_Material for this exercise_:
BEGIN

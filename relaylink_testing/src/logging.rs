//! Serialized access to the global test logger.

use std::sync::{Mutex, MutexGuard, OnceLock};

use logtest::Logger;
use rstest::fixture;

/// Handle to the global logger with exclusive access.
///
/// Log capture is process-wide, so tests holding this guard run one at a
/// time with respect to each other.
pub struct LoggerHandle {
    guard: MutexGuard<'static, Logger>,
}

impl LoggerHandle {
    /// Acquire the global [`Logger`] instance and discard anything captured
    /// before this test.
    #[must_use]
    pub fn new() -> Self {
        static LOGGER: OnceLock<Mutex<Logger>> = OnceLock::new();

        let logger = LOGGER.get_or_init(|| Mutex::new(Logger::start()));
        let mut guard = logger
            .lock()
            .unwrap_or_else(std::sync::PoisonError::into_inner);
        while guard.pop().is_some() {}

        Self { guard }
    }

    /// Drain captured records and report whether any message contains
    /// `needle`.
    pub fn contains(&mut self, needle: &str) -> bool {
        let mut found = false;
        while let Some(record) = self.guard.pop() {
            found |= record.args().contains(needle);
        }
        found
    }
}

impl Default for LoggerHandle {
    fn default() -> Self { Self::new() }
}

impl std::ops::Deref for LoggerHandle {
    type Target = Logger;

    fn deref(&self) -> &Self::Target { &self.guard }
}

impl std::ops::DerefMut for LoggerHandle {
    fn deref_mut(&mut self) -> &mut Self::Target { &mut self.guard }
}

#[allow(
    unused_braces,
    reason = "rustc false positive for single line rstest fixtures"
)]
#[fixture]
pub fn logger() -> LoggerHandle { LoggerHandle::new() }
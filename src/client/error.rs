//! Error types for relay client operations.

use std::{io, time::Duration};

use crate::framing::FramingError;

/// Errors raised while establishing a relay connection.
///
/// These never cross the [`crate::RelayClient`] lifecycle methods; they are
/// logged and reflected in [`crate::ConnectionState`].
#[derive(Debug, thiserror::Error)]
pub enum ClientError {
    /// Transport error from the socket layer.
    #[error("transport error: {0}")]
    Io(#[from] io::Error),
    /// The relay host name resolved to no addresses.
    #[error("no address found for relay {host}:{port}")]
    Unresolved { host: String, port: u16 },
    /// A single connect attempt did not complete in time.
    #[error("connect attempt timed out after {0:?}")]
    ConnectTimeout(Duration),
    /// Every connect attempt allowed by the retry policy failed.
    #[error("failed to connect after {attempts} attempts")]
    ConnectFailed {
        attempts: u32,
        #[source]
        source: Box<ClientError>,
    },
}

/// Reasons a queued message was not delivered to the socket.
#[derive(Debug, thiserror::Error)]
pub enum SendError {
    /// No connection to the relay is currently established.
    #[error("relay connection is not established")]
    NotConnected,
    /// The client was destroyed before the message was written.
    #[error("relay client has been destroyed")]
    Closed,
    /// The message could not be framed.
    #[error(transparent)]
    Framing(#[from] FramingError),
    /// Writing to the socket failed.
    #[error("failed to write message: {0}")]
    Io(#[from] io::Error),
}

END

_Problem details_: Copy every record above exactly as it appears.

_Answer area_:
filename relaylink_testing/src/logging.rs
//! Serialized access to the global test logger.

use std::sync::{Mutex, MutexGuard, OnceLock};

use logtest::Logger;
use rstest::fixture;

/// Handle to the global logger with exclusive access.
///
/// Log capture is process-wide, so tests holding this guard run one at a
/// time with respect to each other.
pub struct LoggerHandle {
    guard: MutexGuard<'static, Logger>,
}

impl LoggerHandle {
    /// Acquire the global [`Logger`] instance and discard anything captured
    /// before this test.
    #[must_use]
    pub fn new() -> Self {
        static LOGGER: OnceLock<Mutex<Logger>> = OnceLock::new();

        let logger = LOGGER.get_or_init(|| Mutex::new(Logger::start()));
        let mut guard = logger
            .lock()
            .unwrap_or_else(std::sync::PoisonError::into_inner);
        while guard.pop().is_some() {}

        Self { guard }
    }

    /// Drain captured records and report whether any message contains
    /// `needle`.
    pub fn contains(&mut self, needle: &str) -> bool {
        let mut found = false;
        while let Some(record) = self.guard.pop() {
            found |= record.args().contains(needle);
        }
        found
    }
}

impl Default for LoggerHandle {
    fn default() -> Self { Self::new() }
}

impl std::ops::Deref for LoggerHandle {
    type Target = Logger;

    fn deref(&self) -> &Self::Target { &self.guard }
}

impl std::ops::DerefMut for LoggerHandle {
    fn deref_mut(&mut self) -> &mut Self::Target { &mut self.guard }
}

#[allow(
    unused_braces,
    reason = "rustc false positive for single line rstest fixtures"
)]
#[fixture]
pub fn logger() -> LoggerHandle { LoggerHandle::new() }
filename src/client/error.rs
//! Error types for relay client operations.

use std::{io, time::Duration};

use crate::framing::FramingError;

/// Errors raised while establishing a relay connection.
///
/// These never cross the [`crate::RelayClient`] lifecycle methods; they are
/// logged and reflected in [`crate::ConnectionState`].
#[derive(Debug, thiserror::Error)]
pub enum ClientError {
    /// Transport error from the socket layer.
    #[error("transport error: {0}")]
    Io(#[from] io::Error),
    /// The relay host name resolved to no addresses.
    #[error("no address found for relay {host}:{port}")]
    Unresolved { host: String, port: u16 },
    /// A single connect attempt did not complete in time.
    #[error("connect attempt timed out after {0:?}")]
    ConnectTimeout(Duration),
    /// Every connect attempt allowed by the retry policy failed.
    #[error("failed to connect after {attempts} attempts")]
    ConnectFailed {
        attempts: u32,
        #[source]
        source: Box<ClientError>,
    },
}

/// Reasons a queued message was not delivered to the socket.
#[derive(Debug, thiserror::Error)]
pub enum SendError {
    /// No connection to the relay is currently established.
    #[error("relay connection is not established")]
    NotConnected,
    /// The client was destroyed before the message was written.
    #[error("relay client has been destroyed")]
    Closed,
    /// The message could not be framed.
    #[error(transparent)]
    Framing(#[from] FramingError),
    /// Writing to the socket failed.
    #[error("failed to write message: {0}")]
    Io(#[from] io::Error),
}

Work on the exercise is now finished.